**ASSIGNMENT**
Find "Return the first" and "use crate::validate::require_at_least;" in the records below. Copy the lines holding them and every line between, exactly, and no others.
··· DATA PROVIDED ···
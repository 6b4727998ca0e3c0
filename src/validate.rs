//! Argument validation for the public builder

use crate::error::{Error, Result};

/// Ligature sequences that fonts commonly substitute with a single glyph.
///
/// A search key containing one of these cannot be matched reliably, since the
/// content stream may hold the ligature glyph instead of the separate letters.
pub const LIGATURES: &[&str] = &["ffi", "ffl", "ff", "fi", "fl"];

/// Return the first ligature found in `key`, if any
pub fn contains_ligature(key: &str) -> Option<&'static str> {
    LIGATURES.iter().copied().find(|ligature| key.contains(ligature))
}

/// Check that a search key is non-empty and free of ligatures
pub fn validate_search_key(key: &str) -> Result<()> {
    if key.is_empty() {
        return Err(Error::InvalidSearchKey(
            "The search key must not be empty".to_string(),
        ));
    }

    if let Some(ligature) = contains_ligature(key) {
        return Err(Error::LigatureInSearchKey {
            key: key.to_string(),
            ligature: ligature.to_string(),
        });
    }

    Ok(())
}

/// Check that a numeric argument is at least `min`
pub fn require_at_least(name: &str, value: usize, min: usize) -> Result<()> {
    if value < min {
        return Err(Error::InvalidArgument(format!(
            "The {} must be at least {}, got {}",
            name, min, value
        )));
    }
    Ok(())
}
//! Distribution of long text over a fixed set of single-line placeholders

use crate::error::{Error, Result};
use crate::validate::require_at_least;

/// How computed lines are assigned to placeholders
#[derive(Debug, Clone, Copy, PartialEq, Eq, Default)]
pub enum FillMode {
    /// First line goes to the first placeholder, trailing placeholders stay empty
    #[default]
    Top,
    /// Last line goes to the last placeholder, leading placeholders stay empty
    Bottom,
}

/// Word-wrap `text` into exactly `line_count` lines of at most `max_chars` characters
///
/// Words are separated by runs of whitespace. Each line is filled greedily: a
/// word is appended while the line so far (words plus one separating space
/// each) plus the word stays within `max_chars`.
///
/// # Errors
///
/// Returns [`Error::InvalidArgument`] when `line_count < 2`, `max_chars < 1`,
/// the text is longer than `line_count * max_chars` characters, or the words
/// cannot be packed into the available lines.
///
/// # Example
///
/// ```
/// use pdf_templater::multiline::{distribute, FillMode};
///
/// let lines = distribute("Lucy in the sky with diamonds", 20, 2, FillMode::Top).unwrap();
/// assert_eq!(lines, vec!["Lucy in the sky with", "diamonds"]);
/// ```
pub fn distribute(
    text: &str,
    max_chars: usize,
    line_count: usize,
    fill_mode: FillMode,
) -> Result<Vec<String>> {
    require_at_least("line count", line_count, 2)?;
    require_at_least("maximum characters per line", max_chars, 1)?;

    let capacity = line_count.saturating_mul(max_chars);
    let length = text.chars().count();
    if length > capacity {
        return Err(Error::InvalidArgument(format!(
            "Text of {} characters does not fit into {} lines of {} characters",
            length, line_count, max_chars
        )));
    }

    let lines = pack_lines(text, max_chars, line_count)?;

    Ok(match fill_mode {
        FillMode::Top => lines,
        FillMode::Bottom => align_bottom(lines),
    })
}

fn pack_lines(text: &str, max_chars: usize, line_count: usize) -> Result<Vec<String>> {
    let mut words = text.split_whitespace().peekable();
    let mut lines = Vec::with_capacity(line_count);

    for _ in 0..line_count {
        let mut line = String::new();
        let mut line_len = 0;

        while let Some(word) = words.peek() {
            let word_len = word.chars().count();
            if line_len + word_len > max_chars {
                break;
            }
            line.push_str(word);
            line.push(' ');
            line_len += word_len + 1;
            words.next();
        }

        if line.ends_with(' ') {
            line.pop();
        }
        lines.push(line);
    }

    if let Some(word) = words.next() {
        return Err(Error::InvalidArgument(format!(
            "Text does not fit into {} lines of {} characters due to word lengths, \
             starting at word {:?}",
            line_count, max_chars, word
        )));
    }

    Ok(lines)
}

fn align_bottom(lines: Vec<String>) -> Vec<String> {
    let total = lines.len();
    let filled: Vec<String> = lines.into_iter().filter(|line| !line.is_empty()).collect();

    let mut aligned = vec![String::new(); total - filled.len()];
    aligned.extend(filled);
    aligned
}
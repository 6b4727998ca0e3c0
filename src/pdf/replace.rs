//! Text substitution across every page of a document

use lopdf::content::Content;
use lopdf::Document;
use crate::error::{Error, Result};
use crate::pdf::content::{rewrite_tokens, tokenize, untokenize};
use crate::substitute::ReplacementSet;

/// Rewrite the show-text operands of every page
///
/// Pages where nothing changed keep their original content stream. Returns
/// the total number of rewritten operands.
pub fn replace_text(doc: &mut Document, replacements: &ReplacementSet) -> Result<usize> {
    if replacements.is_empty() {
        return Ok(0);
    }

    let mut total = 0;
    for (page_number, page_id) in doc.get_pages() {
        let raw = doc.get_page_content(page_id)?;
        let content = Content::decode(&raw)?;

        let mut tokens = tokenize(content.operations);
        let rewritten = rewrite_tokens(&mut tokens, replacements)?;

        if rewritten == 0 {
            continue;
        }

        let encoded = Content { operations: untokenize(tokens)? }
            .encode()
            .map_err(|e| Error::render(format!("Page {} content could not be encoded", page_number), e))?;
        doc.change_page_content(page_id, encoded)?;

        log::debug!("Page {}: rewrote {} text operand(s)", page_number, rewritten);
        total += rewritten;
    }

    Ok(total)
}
···
**TASK OUTPUT**
/// Return the first ligature found in `key`, if any
pub fn contains_ligature(key: &str) -> Option<&'static str> {
    LIGATURES.iter().copied().find(|ligature| key.contains(ligature))
}

/// Check that a search key is non-empty and free of ligatures
pub fn validate_search_key(key: &str) -> Result<()> {
    if key.is_empty() {
        return Err(Error::InvalidSearchKey(
            "The search key must not be empty".to_string(),
        ));
    }

    if let Some(ligature) = contains_ligature(key) {
        return Err(Error::LigatureInSearchKey {
            key: key.to_string(),
            ligature: ligature.to_string(),
        });
    }

    Ok(())
}

/// Check that a numeric argument is at least `min`
pub fn require_at_least(name: &str, value: usize, min: usize) -> Result<()> {
    if value < min {
        return Err(Error::InvalidArgument(format!(
            "The {} must be at least {}, got {}",
            name, min, value
        )));
    }
    Ok(())
}
//! Distribution of long text over a fixed set of single-line placeholders

use crate::error::{Error, Result};
use crate::validate::require_at_least;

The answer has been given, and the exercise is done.